Один поход — и орда Кан-Темира в шелку, бархате, золоте. Табуны коней. Рабов — как баранов. Двадцатилетний пленник стоил меньше десяти рублей золотом. Такого еще не бывало! Поляки не ждали удара. Султан Мурад IV, бросивший все силы на войну с персидским шахом Сефи I, запретил набеги на русские и польские украйны. И чудно! Строптивый хан Инайет послушался, а верный Кан-Темир — взлягушки, как дурная лошадь.

На то были причины. И в непослушании радел Кан-Темир о султанской выгоде: мурза поклялся свалить мятежного Инайет Гирея.

Урак-мурза однажды в присутствии Кан-Темира рассказал его младшему сыну сказочку о шестиногом дэве. Сила дэва была в коне, и стоило мудрому человеку молвить: "Ба!
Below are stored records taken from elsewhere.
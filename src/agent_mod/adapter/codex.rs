// src/agent_mod/adapter/codex.rs
//! Codex CLI 适配器

use super::*;
use crate::agent::AgentType;
use crate::infra::terminal::recent_non_empty_lines;
use regex::Regex;
use std::sync::LazyLock;

/// 输入框提示符：新版是 `›`，旧版是 `▌`
static COMPOSER_RE: LazyLock<Regex> =
    LazyLock::new(|| Regex::new(r"^\s*[›▌](?:\s|$)").expect("Invalid composer regex"));

/// `• Working (5s • esc to interrupt)`
static BUSY_RE: LazyLock<Regex> = LazyLock::new(|| {
    Regex::new(r"(?i)esc to interrupt|^\s*[•◦]?\s*Working\b").expect("Invalid busy regex")
});

const PROMPT_WINDOW_LINES: usize = 8;

pub struct CodexAdapter {
    config: AgentConfig,
}

impl CodexAdapter {
    pub fn new(config: AgentConfig) -> Self {
        Self { config }
    }
}

impl AgentAdapter for CodexAdapter {
    fn agent_type(&self) -> AgentType {
        AgentType::Codex
    }

    fn config(&self) -> &AgentConfig {
        &self.config
    }

    fn check_ready(&self, terminal_output: &str) -> AgentStatus {
        let lines = recent_non_empty_lines(terminal_output, PROMPT_WINDOW_LINES);
        if lines.iter().any(|line| BUSY_RE.is_match(line)) {
            return AgentStatus::busy();
        }
        lines.iter().any(|line| COMPOSER_RE.is_match(line)).into()
    }
}
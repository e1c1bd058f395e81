//! Output formatting for CLI commands

use anyhow::Result;
use serde::Serialize;

/// Pretty JSON for `--json` style output
pub fn format_json<T: Serialize>(data: &T) -> Result<String> {
    Ok(serde_json::to_string_pretty(data)?)
}

/// 固定宽度的表格列，超长内容不截断
pub fn pad(value: &str, width: usize) -> String {
    format!("{:<width$}", value, width = width)
}
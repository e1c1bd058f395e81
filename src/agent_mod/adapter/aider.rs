// src/agent_mod/adapter/aider.rs
//! Aider 适配器
//!
//! Aider 空闲时最后一行是 `> `，聊天模式下带前缀（`ask> `、`architect> `），
//! 确认问题以 `(Y)es/(N)o [Yes]:` 结尾。

use super::*;
use crate::agent::AgentType;
use crate::infra::terminal::last_non_empty_line;
use regex::Regex;
use std::sync::LazyLock;

static PROMPT_RE: LazyLock<Regex> = LazyLock::new(|| {
    Regex::new(r"^\s*(?:[a-z][a-z-]*)?>(?:\s|$)").expect("Invalid prompt regex")
});

static CONFIRM_RE: LazyLock<Regex> = LazyLock::new(|| {
    Regex::new(r"\(Y\)es/\(N\)o.*:\s*$").expect("Invalid confirm regex")
});

pub struct AiderAdapter {
    config: AgentConfig,
}

impl AiderAdapter {
    pub fn new(config: AgentConfig) -> Self {
        Self { config }
    }
}

impl AgentAdapter for AiderAdapter {
    fn agent_type(&self) -> AgentType {
        AgentType::Aider
    }

    fn config(&self) -> &AgentConfig {
        &self.config
    }

    fn check_ready(&self, terminal_output: &str) -> AgentStatus {
        let Some(last) = last_non_empty_line(terminal_output) else {
            return AgentStatus::busy();
        };
        // 等待模型响应时 spinner 会覆盖在提示符行上
        if last.contains("Waiting for") {
            return AgentStatus::busy();
        }
        (PROMPT_RE.is_match(last) || CONFIRM_RE.is_match(last)).into()
    }
}
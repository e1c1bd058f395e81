//! Agent 模块 - agent 类型与就绪检测适配器

pub mod adapter;

use anyhow::{anyhow, Result};
use serde::{Deserialize, Serialize};

pub use adapter::{get_adapter, AgentAdapter, AgentStatus};

/// Agent 类型，决定使用哪个就绪检测适配器
#[derive(Debug, Clone, Copy, Serialize, Deserialize, PartialEq, Eq, Hash)]
#[serde(rename_all = "lowercase")]
pub enum AgentType {
    Claude,
    Aider,
    Codex,
    /// 任意 CLI，使用 shell 提示符启发式
    Generic,
}

impl std::fmt::Display for AgentType {
    fn fmt(&self, f: &mut std::fmt::Formatter<'_>) -> std::fmt::Result {
        match self {
            AgentType::Claude => write!(f, "claude"),
            AgentType::Aider => write!(f, "aider"),
            AgentType::Codex => write!(f, "codex"),
            AgentType::Generic => write!(f, "generic"),
        }
    }
}

impl std::str::FromStr for AgentType {
    type Err = anyhow::Error;

    fn from_str(s: &str) -> Result<Self> {
        match s.to_lowercase().as_str() {
            "claude" | "claude-code" | "claude_code" | "claudecode" => Ok(AgentType::Claude),
            "aider" => Ok(AgentType::Aider),
            "codex" | "codex-cli" | "codex_cli" => Ok(AgentType::Codex),
            "generic" => Ok(AgentType::Generic),
            _ => Err(anyhow!("Unknown agent type: {}", s)),
        }
    }
}
//! 终端快照处理工具

/// 最后 N 个非空行（tmux 会用空行填满 pane 底部）
pub fn recent_non_empty_lines(text: &str, n: usize) -> Vec<&str> {
    let mut lines: Vec<&str> = text
        .lines()
        .rev()
        .filter(|line| !line.trim().is_empty())
        .take(n)
        .collect();
    lines.reverse();
    lines
}

/// 最后一个非空行
pub fn last_non_empty_line(text: &str) -> Option<&str> {
    text.lines().rev().find(|line| !line.trim().is_empty())
}
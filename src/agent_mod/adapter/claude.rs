// src/agent_mod/adapter/claude.rs
//! Claude Code 适配器

use super::*;
use crate::agent::AgentType;
use crate::infra::terminal::recent_non_empty_lines;
use regex::Regex;
use std::sync::LazyLock;

/// 静态编译的提示符正则表达式，避免每次调用都编译
///
/// 匹配行首的 `>` / `❯`，包括输入框内的 `│ > `，提示符后可以有用户正在输入的文字
static PROMPT_RE: LazyLock<Regex> =
    LazyLock::new(|| Regex::new(r"^\s*(?:│\s*)?[❯>](?:\s|$)").expect("Invalid prompt regex"));

/// 生成中的状态行，例如 `✻ Thinking… (esc to interrupt)`
static BUSY_RE: LazyLock<Regex> =
    LazyLock::new(|| Regex::new(r"(?i)esc to interrupt").expect("Invalid busy regex"));

/// 只看底部的几行：输入框、提示行和 spinner 都在这里
const PROMPT_WINDOW_LINES: usize = 8;

pub struct ClaudeAdapter {
    config: AgentConfig,
}

impl ClaudeAdapter {
    pub fn new(config: AgentConfig) -> Self {
        Self { config }
    }
}

impl AgentAdapter for ClaudeAdapter {
    fn agent_type(&self) -> AgentType {
        AgentType::Claude
    }

    fn config(&self) -> &AgentConfig {
        &self.config
    }

    fn check_ready(&self, terminal_output: &str) -> AgentStatus {
        // Claude Code 就绪状态检测：
        // 1. 底部有 ❯ 或 > 提示符（用户输入时也算空闲）
        // 2. 没有 "esc to interrupt" 生成中标记
        let lines = recent_non_empty_lines(terminal_output, PROMPT_WINDOW_LINES);
        if lines.iter().any(|line| BUSY_RE.is_match(line)) {
            return AgentStatus::busy();
        }
        lines.iter().any(|line| PROMPT_RE.is_match(line)).into()
    }
}
//! formsmith - build, validate and publish dynamic form schemas
//!
//! Builder state goes through `schema::prepare` (normalize, then validate)
//! before it is previewed or sent to the form API.

pub mod builder;
pub mod cli;
pub mod observability;
pub mod preview;
pub mod schema;
pub mod store;
pub mod transport;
У коня дэва сбруя войлочная, а у моего золотая", — как в тот же миг взвился конь до самого неба и сбросил седока. Малый сказку слушал, а старый смекал.

И — в Польшу! За полоном, за кафтанами! Вот она — золотая сбруя ногайской орды. Тысячи и тысячи рабов. Крымцы от зависти зубы портят. Не от завидок ли Кафу ограбили? Султан Мурад подобной дерзости не простит. Инайет Гирей знает об этом. Прислал о дружбе говорить. И не кого-нибудь, Маметшу-ага — правую руку хана.

Урак-мурза не забыл пригласить агу на этот широкий двор. Погляди, подумай. У нас невольников, как семечек в подсолнухе. И еще два сарая невольниц. А за иную польку в Истамбуле по шести тысяч пиастров турки дают…

Прием послу нарочитый. Никаких пиров. Ответа ждать велено до утра. Ну а чтобы показать — неприязнь, мол, государственная, не личная, — на вечер Маметша-ага приглашен к Урак-мурзе.

Посол этому рад. В Бахчисарае ждут мира.

Молча шагают мурзы между рядами голых пленников. Кан-Темир жмурится под жгучим огнем полуденного солнца. На лице, приличия ради, недовольство. А пленники — хороши! Один к одному. Вдруг у Кан-Темира ноздри вздрогнули. Взял парня, мимо которого проходил, руками за голову, открыл ему рот и поморщился: зубы редкие, черные. Поднял мурза указательный палец и стрельнул им вниз. Парня с гнилыми зубами тотчас убили. И еще одного убили — бородавки на лице.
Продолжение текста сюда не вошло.